THE COVID BATTLE IS FAR FROM OVER

Posted on 15th May 2021

Slane Castle

I’m sorry for my absence last week but last Saturday I found myself paying an unwelcome visit to A & E in St. James’s Hospital.  Such events are always stressful but I’m glad to say that I am now safely home.  However, it was a stark reminder that Covid still stalks the land.  Despite being fully vaccinated I still had to be tested and had my stay been extended beyond 4 days would have had to be tested again.  An abundance of caution you would think but a rule not applied to staff.  In the circumstances I did not step outside my room.  Spare a thought please for all those currently in hospital.  Because of Covid you are allowed no visitors.  When I headed for hospital last Saturday, it was this I dreaded the most because at that stage I had no idea how long I was going to be incarcerated.  So to be back at home and hear the birds singing from my own bed was nothing short of bliss.

Now I don’t want to pour cold water over the growing sense of exuberance that is bursting out all over the place but this cursed thing is far from over.  Many of you will have watched with horror the terrible images coming out of India.  Now the hugely transmissible B1617.2, or Indian strain, has reached Bolton, Greater Manchester.  Boris Johnson has said it is “ of increasing concern here in the UK. “  As of Thursday the Republic had 20 cases.  The good news is that the European Medicines Agency have said that jabs such as Pfizer and Moderna which use mRNA technology can “neutralise” the strain.  All the more reason to vaccinate the maximum number of people as soon as possible.  No vaccines should be left in cold storage.  They should be in people’s arms.

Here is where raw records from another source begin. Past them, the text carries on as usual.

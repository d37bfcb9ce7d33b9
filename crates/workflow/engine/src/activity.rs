//! Activities: non-deterministic work executed by workers

use async_trait::async_trait;
use chrono::{DateTime, Utc};
use std::future::Future;
use std::time::Duration;
use tokio::sync::watch;
use workflow_types::{ActivityInvocationId, ActivityType, Failure, Payload, TaskQueueName, WorkflowType};

/// An activity implementation.
///
/// Attempts may run more than once for the same invocation; make the
/// external effect idempotent or raise a non-retryable failure.
#[async_trait]
pub trait Activity: Send + Sync + 'static {
    async fn execute(&self, ctx: ActivityContext, input: Payload) -> Result<Payload, Failure>;
}

/// Adapter turning an async function into an [`Activity`]
pub struct ActivityFn<F> {
    func: F,
}

impl<F> ActivityFn<F> {
    pub fn new<Fut>(func: F) -> Self
    where
        F: Fn(ActivityContext, Payload) -> Fut + Send + Sync + 'static,
        Fut: Future<Output = Result<Payload, Failure>> + Send + 'static,
    {
        Self { func }
    }
}

#[async_trait]
impl<F, Fut> Activity for ActivityFn<F>
where
    F: Fn(ActivityContext, Payload) -> Fut + Send + Sync + 'static,
    Fut: Future<Output = Result<Payload, Failure>> + Send + 'static,
{
    async fn execute(&self, ctx: ActivityContext, input: Payload) -> Result<Payload, Failure> {
        (self.func)(ctx, input).await
    }
}

/// Details of the attempt being executed
#[derive(Clone, Debug)]
pub struct ActivityInfo {
    pub invocation: ActivityInvocationId,
    pub activity_type: ActivityType,
    pub workflow_type: WorkflowType,
    pub task_queue: TaskQueueName,
    pub attempt: u32,
    pub start_to_close_timeout: Duration,
    pub scheduled_at: DateTime<Utc>,
    pub started_at: DateTime<Utc>,
}

/// Handed to every activity attempt
#[derive(Clone, Debug)]
pub struct ActivityContext {
    info: ActivityInfo,
    cancel: watch::Receiver<bool>,
}

impl ActivityContext {
    pub fn new(info: ActivityInfo, cancel: watch::Receiver<bool>) -> Self {
        Self { info, cancel }
    }

    pub fn info(&self) -> &ActivityInfo {
        &self.info
    }

    pub fn attempt(&self) -> u32 {
        self.info.attempt
    }

    /// Whether the owning execution asked running activities to stop
    pub fn is_cancelled(&self) -> bool {
        *self.cancel.borrow()
    }

    /// Resolves once cancellation is requested; never resolves otherwise
    pub async fn cancelled(&self) {
        let mut rx = self.cancel.clone();
        loop {
            if *rx.borrow_and_update() {
                return;
            }
            if rx.changed().await.is_err() {
                std::future::pending::<()>().await;
            }
        }
    }
}
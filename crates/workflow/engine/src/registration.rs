//! Implementation registry: maps workflow and activity types to code
//!
//! Each worker is constructed with its own registry, so several workers
//! with different capabilities can share a process.

use crate::activity::{Activity, ActivityContext, ActivityFn};
use crate::context::WorkflowContext;
use crate::definition::{WorkflowDefinition, WorkflowFn};
use crate::task_queue::Capabilities;
use std::collections::HashMap;
use std::future::Future;
use std::sync::Arc;
use workflow_types::{ActivityType, Failure, Payload, WorkflowError, WorkflowResult, WorkflowType};

/// Registered workflow and activity implementations
#[derive(Clone, Default)]
pub struct ImplementationRegistry {
    workflows: HashMap<WorkflowType, Arc<dyn WorkflowDefinition>>,
    activities: HashMap<ActivityType, Arc<dyn Activity>>,
}

impl ImplementationRegistry {
    pub fn new() -> Self {
        Self::default()
    }

    /// Register a workflow implementation, replacing any previous one
    pub fn register_workflow(
        &mut self,
        workflow_type: impl Into<WorkflowType>,
        definition: impl WorkflowDefinition,
    ) -> &mut Self {
        let workflow_type = workflow_type.into();
        if self
            .workflows
            .insert(workflow_type.clone(), Arc::new(definition))
            .is_some()
        {
            tracing::warn!(workflow_type = %workflow_type, "Workflow implementation replaced");
        } else {
            tracing::debug!(workflow_type = %workflow_type, "Workflow implementation registered");
        }
        self
    }

    pub fn register_workflow_fn<F, Fut>(
        &mut self,
        workflow_type: impl Into<WorkflowType>,
        func: F,
    ) -> &mut Self
    where
        F: Fn(WorkflowContext, Payload) -> Fut + Send + Sync + 'static,
        Fut: Future<Output = Result<Payload, Failure>> + 'static,
    {
        self.register_workflow(workflow_type, WorkflowFn::new(func))
    }

    /// Register an activity implementation, replacing any previous one
    pub fn register_activity(
        &mut self,
        activity_type: impl Into<ActivityType>,
        activity: impl Activity,
    ) -> &mut Self {
        let activity_type = activity_type.into();
        if self
            .activities
            .insert(activity_type.clone(), Arc::new(activity))
            .is_some()
        {
            tracing::warn!(activity_type = %activity_type, "Activity implementation replaced");
        } else {
            tracing::debug!(activity_type = %activity_type, "Activity implementation registered");
        }
        self
    }

    pub fn register_activity_fn<F, Fut>(
        &mut self,
        activity_type: impl Into<ActivityType>,
        func: F,
    ) -> &mut Self
    where
        F: Fn(ActivityContext, Payload) -> Fut + Send + Sync + 'static,
        Fut: Future<Output = Result<Payload, Failure>> + Send + 'static,
    {
        self.register_activity(activity_type, ActivityFn::new(func))
    }

    pub fn workflow(&self, workflow_type: &WorkflowType) -> WorkflowResult<Arc<dyn WorkflowDefinition>> {
        self.workflows
            .get(workflow_type)
            .cloned()
            .ok_or_else(|| WorkflowError::UnknownWorkflowType(workflow_type.clone()))
    }

    pub fn activity(&self, activity_type: &ActivityType) -> WorkflowResult<Arc<dyn Activity>> {
        self.activities
            .get(activity_type)
            .cloned()
            .ok_or_else(|| WorkflowError::UnknownActivityType(activity_type.clone()))
    }

    /// Task types a worker holding this registry can execute
    pub fn capabilities(&self) -> Capabilities {
        Capabilities::new(
            self.workflows.keys().map(|t| t.to_string()),
            self.activities.keys().map(|t| t.to_string()),
        )
    }

    pub fn workflow_count(&self) -> usize {
        self.workflows.len()
    }

    pub fn activity_count(&self) -> usize {
        self.activities.len()
    }
}

impl std::fmt::Debug for ImplementationRegistry {
    fn fmt(&self, f: &mut std::fmt::Formatter<'_>) -> std::fmt::Result {
        f.debug_struct("ImplementationRegistry")
            .field("workflows", &self.workflows.keys().collect::<Vec<_>>())
            .field("activities", &self.activities.keys().collect::<Vec<_>>())
            .finish()
    }
}

#[cfg(test)]
mod tests {
    use super::*;

    fn make_registry() -> ImplementationRegistry {
        let mut registry = ImplementationRegistry::new();
        registry
            .register_workflow_fn("GreetingWorkflow", |_ctx, input| async move { Ok(input) })
            .register_activity_fn("greet", |_ctx, input| async move { Ok(input) });
        registry
    }

    #[test]
    fn test_lookup_registered_types() {
        let registry = make_registry();
        assert!(registry.workflow(&WorkflowType::new("GreetingWorkflow")).is_ok());
        assert!(registry.activity(&ActivityType::new("greet")).is_ok());
        assert!(matches!(
            registry.activity(&ActivityType::new("missing")),
            Err(WorkflowError::UnknownActivityType(_))
        ));
    }

    #[test]
    fn test_capabilities_follow_registrations() {
        let caps = make_registry().capabilities();
        assert!(caps.accepts_workflow("GreetingWorkflow"));
        assert!(caps.accepts_activity("greet"));
        assert!(!caps.accepts_activity("GreetingWorkflow"));
    }

    #[test]
    fn test_registries_are_isolated() {
        let first = make_registry();
        let second = ImplementationRegistry::new();
        assert_eq!(first.workflow_count(), 1);
        assert_eq!(second.workflow_count(), 0);
    }
}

I am delighted that the British Prime Minister has “apologised unreservedly for the events that took place in Ballymurphy and the huge anguish that the lengthy pursuit of truth has caused the families of those killed”.  However, what did seem peculiar, if not insensitive, was that he did not go into the House of Commons and make a statement.  The British Government must move to de-escalate tensions in the North.  Boris Johnson played fast and loose with the truth over Brexit and now the difficulties with the Protocol are too apparent.  It is true that Ursula von der Leyen’s utterly insensitive handling of Article 16 did not help but events since then have proved very unsettling.   On Thursday I was struck by a full page article in the Daily Telegraph by Dominic Nicholls, their Defence and Security Editor, with the dramatic headline “ This is the biggest threat to peace in Northern Ireland there has ever been”. He talked to a number of people from the Loyalist tradition with links to Paramilitaries.  In particular Winston “Winkie” Irvine of the Progressive Unionist Party who speaking of the Good Friday Agreement said “ This isn’t what I signed up for, what I went to jail for.  This isn’t why my family are lying in graveyards across Northern Ireland.  The dangers are absolutely massive.  We are all a matchstick away from this place being ignited”.

There is no question that there is a deep sense of loss in the Loyalist community and, dare I say it, a view that the Republicans have won, with violence playing a part.  This requires the urgent attention of both governments.